5. Il résulte de l'instruction, et notamment des relevés intégraux des informations relatives au permis de conduire de M. B... successifs versés au dossier, qu'en tenant compte de la reconstitution de sept points à son capital de points en application du jugement du 17 décembre 2021 et eu égard aux nouvelles infractions au code de la route commises après le 25 août 2006, son solde de points est redevenu nul le 19 mai 2011. Il résulte également des pièces du dossier que M. B..., qui n'a ni contesté la décision constatant l'invalidité de son permis de conduire qui lui a été notifiée le 10 avril 2007, ni demandé la restitution du titre de conduite qu'il a remis entre les mains du préfet du Calvados le 30 octobre 2008, ni passé de nouveau les épreuves du permis de conduire, a commis de nombreuses infractions au code de la route entre le 19 mai 2011 et le 9 février 2022, que les poursuites pénales auxquelles ces infractions ont donné lieu étaient pour la plupart indépendantes de l'infraction de conduite malgré l'invalidation du permis de conduire et, enfin, que M. B... a toujours été renvoyé des fins de la poursuite de ce dernier chef. Dans ces conditions, le ministre de l'intérieur est fondé à soutenir que l'absence d'" effacement " avant le 9 février 2022, sur le relevé intégral des informations relatives au permis de conduire de l'intéressé, des décisions de retrait de points relatifs aux infractions commises les 2 et 25 août 2006 et de la décision référencée " 48 S " considérée comme notifiée le 10 avril 2007, déclarée illégale par le jugement du tribunal administratif du 17 décembre 2021, n'est, en tout de cause, pas à l'origine du préjudice invoqué par le requérant.

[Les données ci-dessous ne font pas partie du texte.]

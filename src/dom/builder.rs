use super::{Document, Element, NodeId};

/// Fluent helper around one freshly created element.
///
/// The builder borrows the document for the length of the chain; the
/// element stays owned by the document and is handed out by [`build`].
///
/// [`build`]: ElementBuilder::build
pub struct ElementBuilder<'d, A> {
    doc: &'d mut Document<A>,
    node: NodeId,
}

impl<'d, A> ElementBuilder<'d, A> {
    pub fn create(doc: &'d mut Document<A>, tag: &str) -> Self {
        let node = doc.create_element(tag);
        Self { doc, node }
    }

    /// Builder over an element that already exists
    pub fn select(doc: &'d mut Document<A>, node: NodeId) -> Self {
        Self { doc, node }
    }

    fn with(self, f: impl FnOnce(&mut Element<A>)) -> Self {
        if let Some(el) = self.doc.get_mut(self.node) {
            f(el);
        }
        self
    }

    pub fn text(self, text: &str) -> Self {
        let node = self.node;
        self.doc.set_text(node, text);
        self
    }

    pub fn name(self, name: &str) -> Self {
        self.with(|el| el.name = Some(name.to_string()))
    }

    pub fn input_type(self, input_type: &str) -> Self {
        self.with(|el| el.input_type = Some(input_type.to_string()))
    }

    pub fn placeholder(self, placeholder: &str) -> Self {
        self.with(|el| el.placeholder = Some(placeholder.to_string()))
    }

    pub fn styles(self, classes: &[&str]) -> Self {
        self.with(|el| {
            for class in classes {
                el.add_class(class);
            }
        })
    }

    pub fn id(self, id: &str) -> Self {
        self.with(|el| el.id = Some(id.to_string()))
    }

    pub fn onclick(self, action: A) -> Self {
        self.with(|el| el.on_click = Some(action))
    }

    /// `None` clears the value
    pub fn set_value(self, value: Option<&str>) -> Self {
        self.with(|el| el.value = value.unwrap_or_default().to_string())
    }

    pub fn get_value(&self) -> String {
        self.doc
            .get(self.node)
            .map(|el| el.value.clone())
            .unwrap_or_default()
    }

    pub fn append_to(self, parent: NodeId) -> Self {
        self.doc.append(parent, self.node);
        self
    }

    pub fn build(self) -> NodeId {
        self.node
    }
}

#[cfg(test)]
mod tests {
    use super::*;

    #[derive(Debug, Clone, PartialEq)]
    enum Msg {
        Clicked,
    }

    #[test]
    fn test_chain_configures_element() {
        let mut doc: Document<Msg> = Document::new();
        let root = doc.root();
        let input = ElementBuilder::create(&mut doc, "input")
            .styles(&["inp"])
            .input_type("number")
            .name("amount")
            .placeholder("Enter calories")
            .append_to(root)
            .build();

        let el = doc.get(input).unwrap();
        assert_eq!(el.tag, "input");
        assert_eq!(el.input_type.as_deref(), Some("number"));
        assert_eq!(el.name.as_deref(), Some("amount"));
        assert_eq!(el.placeholder.as_deref(), Some("Enter calories"));
        assert_eq!(el.parent, Some(root));
    }

    #[test]
    fn test_styles_adds_all_tokens_once() {
        let mut doc: Document<Msg> = Document::new();
        let node = ElementBuilder::create(&mut doc, "button")
            .styles(&["tracker-button", "wide"])
            .styles(&["wide"])
            .build();
        assert_eq!(doc.get(node).unwrap().classes, vec!["tracker-button", "wide"]);
    }

    #[test]
    fn test_value_round_trip_and_clear() {
        let mut doc: Document<Msg> = Document::new();
        let builder = ElementBuilder::create(&mut doc, "input").set_value(Some("300"));
        assert_eq!(builder.get_value(), "300");
        let builder = builder.set_value(None);
        assert_eq!(builder.get_value(), "");
    }

    #[test]
    fn test_onclick_and_text() {
        let mut doc: Document<Msg> = Document::new();
        let root = doc.root();
        let button = ElementBuilder::create(&mut doc, "button")
            .text("Delete")
            .id("del")
            .onclick(Msg::Clicked)
            .append_to(root)
            .build();
        let el = doc.get(button).unwrap();
        assert_eq!(el.on_click, Some(Msg::Clicked));
        assert_eq!(doc.text_content(button), "Delete");
        assert_eq!(doc.get_element_by_id("del"), Some(button));
    }

    #[test]
    fn test_select_reads_and_writes_existing_element() {
        let mut doc: Document<Msg> = Document::new();
        let input = ElementBuilder::create(&mut doc, "input").build();

        ElementBuilder::select(&mut doc, input).set_value(Some("450"));
        assert_eq!(doc.get(input).unwrap().value, "450");
        assert_eq!(ElementBuilder::select(&mut doc, input).get_value(), "450");
    }
}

6. Il suit de là que la requête de M. B... doit être rejetée, y compris ses conclusions présentées au titre de l'article L. 761-1 du code de justice administrative.

D E C I D E :

--------------

Article 1er : Le jugement du tribunal administratif de Paris du 25 octobre 2024 est annulé.

Article 2 : La demande présentée par M. B... devant le tribunal administratif de Paris est rejetée, y compris ses conclusions présentées au titre de l'article L. 761-1 du code de justice administrative.

Article 3 : La présente décision sera notifiée au ministre d'Etat, ministre de l'intérieur et à M. A... B....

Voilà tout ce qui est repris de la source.